[[ Input for this task open ]]
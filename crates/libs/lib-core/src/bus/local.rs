use super::{BusError, BusTransport, SUBSCRIPTION_BUFFER};
use async_trait::async_trait;
use std::collections::HashMap;
use std::sync::Mutex;
use tokio::sync::{broadcast, mpsc};

/// In-process transport: one broadcast channel per topic.
#[derive(Default)]
pub struct LocalTransport {
    topics: Mutex<HashMap<String, broadcast::Sender<String>>>,
}

impl LocalTransport {
    pub fn new() -> Self {
        Self::default()
    }

    fn sender(&self, topic: &str) -> broadcast::Sender<String> {
        let mut topics = self.topics.lock().unwrap_or_else(|p| p.into_inner());
        topics
            .entry(topic.to_string())
            .or_insert_with(|| broadcast::channel(SUBSCRIPTION_BUFFER).0)
            .clone()
    }
}

#[async_trait]
impl BusTransport for LocalTransport {
    async fn publish(&self, topic: &str, payload: String) -> Result<(), BusError> {
        // No subscribers is not an error: the message is simply lost.
        let _ = self.sender(topic).send(payload);
        Ok(())
    }

    async fn subscribe(&self, topic: &str) -> Result<mpsc::Receiver<String>, BusError> {
        let mut source = self.sender(topic).subscribe();
        let (tx, rx) = mpsc::channel(SUBSCRIPTION_BUFFER);

        tokio::spawn(async move {
            loop {
                match source.recv().await {
                    Ok(payload) => {
                        if tx.send(payload).await.is_err() {
                            break;
                        }
                    }
                    Err(broadcast::error::RecvError::Lagged(skipped)) => {
                        tracing::warn!(skipped, "[BUS] Local subscriber lagged, messages lost");
                    }
                    Err(broadcast::error::RecvError::Closed) => break,
                }
            }
        });

        Ok(rx)
    }
}
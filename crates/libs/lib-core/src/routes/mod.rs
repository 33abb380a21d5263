//! # Route Table
//!
//! Maps URL path prefixes to upstream base URLs, each with a protection policy.
//!
//! ## Document format
//!
//! Either a bare JSON array of records or `{"services": [...]}`:
//!
//! ```text
//! {"services": [
//!   {"path": "/api/v1/users", "url": "http://127.0.0.1:9001",
//!    "auth_protection": true, "csrf_protection": true,
//!    "session_protection": false, "rbac_protection": true}
//! ]}
//! ```
//!
//! Missing flags default to `false`, `status` defaults to `true`.
//!
//! ## Lifecycle
//!
//! A [`RouteTable`] is immutable. Reloads build a new table, validate it the same way as the
//! initial load and swap it into the [`RouteTableHandle`]; an invalid document leaves the
//! previous table serving traffic.

mod probe;
mod table;
mod watcher;

#[cfg(test)]
mod tests;

pub use probe::HealthProbe;
pub use table::{save_document, RouteTable, RouteTableHandle, RouteTableStats};
pub use watcher::RouteWatcher;

use serde::{Deserialize, Serialize};
use thiserror::Error;

// region: --- Error

#[derive(Debug, Error)]
pub enum ConfigError {
    #[error("cannot read route document: {0}")]
    Io(String),

    #[error("malformed route document: {0}")]
    Parse(String),

    #[error("invalid path {path:?}: {reason}")]
    InvalidPath { path: String, reason: &'static str },

    #[error("invalid upstream url {url:?} for path {path:?}")]
    InvalidUrl { path: String, url: String },

    /// Two entries normalize to the same prefix, so neither would reliably win.
    #[error("duplicate path prefix {0:?}")]
    DuplicatePrefix(String),
}

// endregion: --- Error

// region: --- Route Entry

fn default_true() -> bool {
    true
}

/// One route: prefix, upstream and protection flags.
#[derive(Debug, Clone, PartialEq, Eq, Serialize, Deserialize)]
pub struct RouteEntry {
    #[serde(rename = "path")]
    pub path_prefix: String,
    #[serde(rename = "url")]
    pub upstream_base_url: String,
    #[serde(rename = "auth_protection", default)]
    pub require_auth: bool,
    #[serde(rename = "csrf_protection", default)]
    pub require_csrf: bool,
    #[serde(rename = "session_protection", default)]
    pub require_session: bool,
    #[serde(rename = "rbac_protection", default)]
    pub require_rbac: bool,
    /// Advisory, written by the health probe. Never consulted when dispatching.
    #[serde(rename = "status", default = "default_true")]
    pub last_health_status: bool,
}

impl RouteEntry {
    pub fn new(path_prefix: &str, upstream_base_url: &str) -> Self {
        Self {
            path_prefix: path_prefix.to_string(),
            upstream_base_url: upstream_base_url.to_string(),
            require_auth: false,
            require_csrf: false,
            require_session: false,
            require_rbac: false,
            last_health_status: true,
        }
    }

    /// Whether this entry's prefix covers `path` on a segment boundary.
    pub fn matches(&self, path: &str) -> bool {
        let prefix = self.path_prefix.as_str();
        prefix == "/"
            || path == prefix
            || (path.starts_with(prefix) && path.as_bytes().get(prefix.len()) == Some(&b'/'))
    }

    /// Upstream URL for `path`: base URL plus the path with the prefix removed.
    ///
    /// Callers must reject paths with dot segments first (see [`has_dot_segment`]); the URL
    /// parser resolves them and the result could leave this entry's base path.
    pub fn upstream_url(&self, path: &str, query: Option<&str>) -> String {
        let base = self.upstream_base_url.trim_end_matches('/');
        let rest = if self.path_prefix == "/" {
            path
        } else {
            path.strip_prefix(self.path_prefix.as_str()).unwrap_or("")
        };

        let mut url = format!("{base}{rest}");
        if let Some(q) = query.filter(|q| !q.is_empty()) {
            url.push('?');
            url.push_str(q);
        }
        url
    }

    /// Validate and normalize (trailing `/` removed except for the root prefix).
    fn normalized(mut self) -> Result<Self, ConfigError> {
        let path = self.path_prefix.trim().to_string();
        if path.is_empty() {
            return Err(ConfigError::InvalidPath {
                path,
                reason: "must not be empty",
            });
        }
        if !path.starts_with('/') {
            return Err(ConfigError::InvalidPath {
                path,
                reason: "must start with '/'",
            });
        }
        if path.contains('?') || path.contains('#') {
            return Err(ConfigError::InvalidPath {
                path,
                reason: "must not contain a query or fragment",
            });
        }

        let trimmed = path.trim_end_matches('/');
        self.path_prefix = if trimmed.is_empty() { "/".to_string() } else { trimmed.to_string() };

        let url = self.upstream_base_url.trim().to_string();
        let valid_url = reqwest::Url::parse(&url)
            .map(|u| matches!(u.scheme(), "http" | "https") && u.host_str().is_some())
            .unwrap_or(false);
        if !valid_url {
            return Err(ConfigError::InvalidUrl {
                path: self.path_prefix,
                url,
            });
        }
        self.upstream_base_url = url;

        Ok(self)
    }
}

/// Whether `path` contains a `.` or `..` segment, plain or percent-encoded.
///
/// Backslashes count as separators since the URL parser treats them as `/` for http(s).
pub fn has_dot_segment(path: &str) -> bool {
    let decoded = path
        .to_ascii_lowercase()
        .replace("%2e", ".")
        .replace("%2f", "/")
        .replace("%5c", "\\");
    decoded
        .split(['/', '\\'])
        .any(|segment| segment == "." || segment == "..")
}

// endregion: --- Route Entry

// region: --- Document

#[derive(Deserialize)]
#[serde(untagged)]
enum RouteDocument {
    List(Vec<RouteEntry>),
    Wrapped { services: Vec<RouteEntry> },
}

#[derive(Serialize)]
struct RouteDocumentOut<'a> {
    services: &'a [RouteEntry],
}

/// Parse and validate a route document. Entries keep document order.
pub fn parse_document(doc: &str) -> Result<Vec<RouteEntry>, ConfigError> {
    let entries = match serde_json::from_str::<RouteDocument>(doc) {
        Ok(RouteDocument::List(entries)) | Ok(RouteDocument::Wrapped { services: entries }) => {
            entries
        }
        Err(e) => return Err(ConfigError::Parse(e.to_string())),
    };

    let entries = entries
        .into_iter()
        .map(RouteEntry::normalized)
        .collect::<Result<Vec<_>, _>>()?;

    let mut seen = std::collections::HashSet::new();
    for entry in &entries {
        if !seen.insert(entry.path_prefix.as_str()) {
            return Err(ConfigError::DuplicatePrefix(entry.path_prefix.clone()));
        }
    }

    Ok(entries)
}

/// Render entries as a `{"services": [...]}` document.
pub fn render_document(entries: &[RouteEntry]) -> Result<String, ConfigError> {
    serde_json::to_string_pretty(&RouteDocumentOut { services: entries })
        .map_err(|e| ConfigError::Parse(e.to_string()))
}

// endregion: --- Document
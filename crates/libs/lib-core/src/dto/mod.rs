//! # Data Transfer Objects (DTOs)
//!
//! Structures exchanged with clients over the REST API and with other services over the
//! notification bus.

pub mod auth;
pub mod notify;
pub mod response;

pub use auth::*;
pub use notify::*;
pub use response::*;
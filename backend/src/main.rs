//! # Gateway Service
//!
//! Thin entry point that delegates to lib-web for server setup.

use lib_web::{start_server, ServerConfig};

#[tokio::main]
async fn main() -> anyhow::Result<()> {
    // Load environment variables before the subscriber reads LOG_LEVEL
    dotenvy::dotenv().ok();

    start_server(ServerConfig::default()).await
}
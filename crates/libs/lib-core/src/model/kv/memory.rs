//! In-process [`KvStore`]. Expired keys are dropped lazily on access.

use super::{KvStore, StoreError};
use async_trait::async_trait;
use std::collections::HashMap;
use std::sync::Mutex;
use std::time::{Duration, Instant};

#[derive(Default)]
pub struct MemoryStore {
    entries: Mutex<HashMap<String, (String, Instant)>>,
}

impl MemoryStore {
    pub fn new() -> Self {
        Self::default()
    }

    fn lock(&self) -> std::sync::MutexGuard<'_, HashMap<String, (String, Instant)>> {
        self.entries.lock().unwrap_or_else(|poisoned| poisoned.into_inner())
    }
}

#[async_trait]
impl KvStore for MemoryStore {
    async fn get(&self, key: &str) -> Result<Option<String>, StoreError> {
        let mut entries = self.lock();
        match entries.get(key) {
            Some((_, expires_at)) if *expires_at <= Instant::now() => {
                entries.remove(key);
                Ok(None)
            }
            Some((value, _)) => Ok(Some(value.clone())),
            None => Ok(None),
        }
    }

    async fn set_ex(&self, key: &str, value: &str, ttl_secs: u64) -> Result<(), StoreError> {
        let expires_at = Instant::now() + Duration::from_secs(ttl_secs.max(1));
        self.lock()
            .insert(key.to_string(), (value.to_string(), expires_at));
        Ok(())
    }

    async fn del(&self, key: &str) -> Result<bool, StoreError> {
        let removed = self.lock().remove(key);
        Ok(matches!(removed, Some((_, expires_at)) if expires_at > Instant::now()))
    }

    async fn incr_window(&self, key: &str, window_secs: u64) -> Result<i64, StoreError> {
        let now = Instant::now();
        let mut entries = self.lock();
        let (count, expires_at) = match entries.get(key) {
            Some((value, expires_at)) if *expires_at > now => {
                let current: i64 = value
                    .parse()
                    .map_err(|_| StoreError::Serialization(format!("{key} is not a counter")))?;
                (current + 1, *expires_at)
            }
            _ => (1, now + Duration::from_secs(window_secs.max(1))),
        };
        entries.insert(key.to_string(), (count.to_string(), expires_at));
        Ok(count)
    }

    async fn del_if_eq(&self, key: &str, expected: &str) -> Result<bool, StoreError> {
        let mut entries = self.lock();
        match entries.get(key) {
            Some((value, expires_at)) if *expires_at > Instant::now() && value == expected => {
                entries.remove(key);
                Ok(true)
            }
            _ => Ok(false),
        }
    }
}

#[cfg(test)]
mod tests {
    use super::*;

    #[tokio::test]
    async fn test_set_get_del() {
        let store = MemoryStore::new();
        store.set_ex("refresh:1", "jti-a", 60).await.unwrap();
        assert_eq!(store.get("refresh:1").await.unwrap().as_deref(), Some("jti-a"));
        assert!(store.exists("refresh:1").await.unwrap());

        assert!(store.del("refresh:1").await.unwrap());
        assert!(!store.del("refresh:1").await.unwrap());
        assert_eq!(store.get("refresh:1").await.unwrap(), None);
    }

    #[tokio::test]
    async fn test_incr_window_counts_until_expiry() {
        let store = MemoryStore::new();
        assert_eq!(store.incr_window("rate:1.2.3.4", 1).await.unwrap(), 1);
        assert_eq!(store.incr_window("rate:1.2.3.4", 1).await.unwrap(), 2);
        assert_eq!(store.incr_window("rate:1.2.3.4", 1).await.unwrap(), 3);

        tokio::time::sleep(Duration::from_millis(1100)).await;
        assert_eq!(store.incr_window("rate:1.2.3.4", 1).await.unwrap(), 1);
    }

    #[tokio::test]
    async fn test_del_if_eq_only_removes_matching_value() {
        let store = MemoryStore::new();
        store.set_ex("refresh:1", "jti-a", 60).await.unwrap();

        assert!(!store.del_if_eq("refresh:1", "jti-b").await.unwrap());
        assert!(store.exists("refresh:1").await.unwrap());

        assert!(store.del_if_eq("refresh:1", "jti-a").await.unwrap());
        assert!(!store.del_if_eq("refresh:1", "jti-a").await.unwrap());
        assert!(!store.exists("refresh:1").await.unwrap());
    }

    #[tokio::test]
    async fn test_entries_expire() {
        let store = MemoryStore::new();
        store.set_ex("blacklist:x", "1", 1).await.unwrap();
        tokio::time::sleep(Duration::from_millis(1100)).await;
        assert!(!store.exists("blacklist:x").await.unwrap());
    }
}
[[ Input for this task closed ]]
* **Goal of the exercise**: Return each full line of the entries that contains the word "source".

* **Solution for this task**:
        let mut source = self.sender(topic).subscribe();
                match source.recv().await {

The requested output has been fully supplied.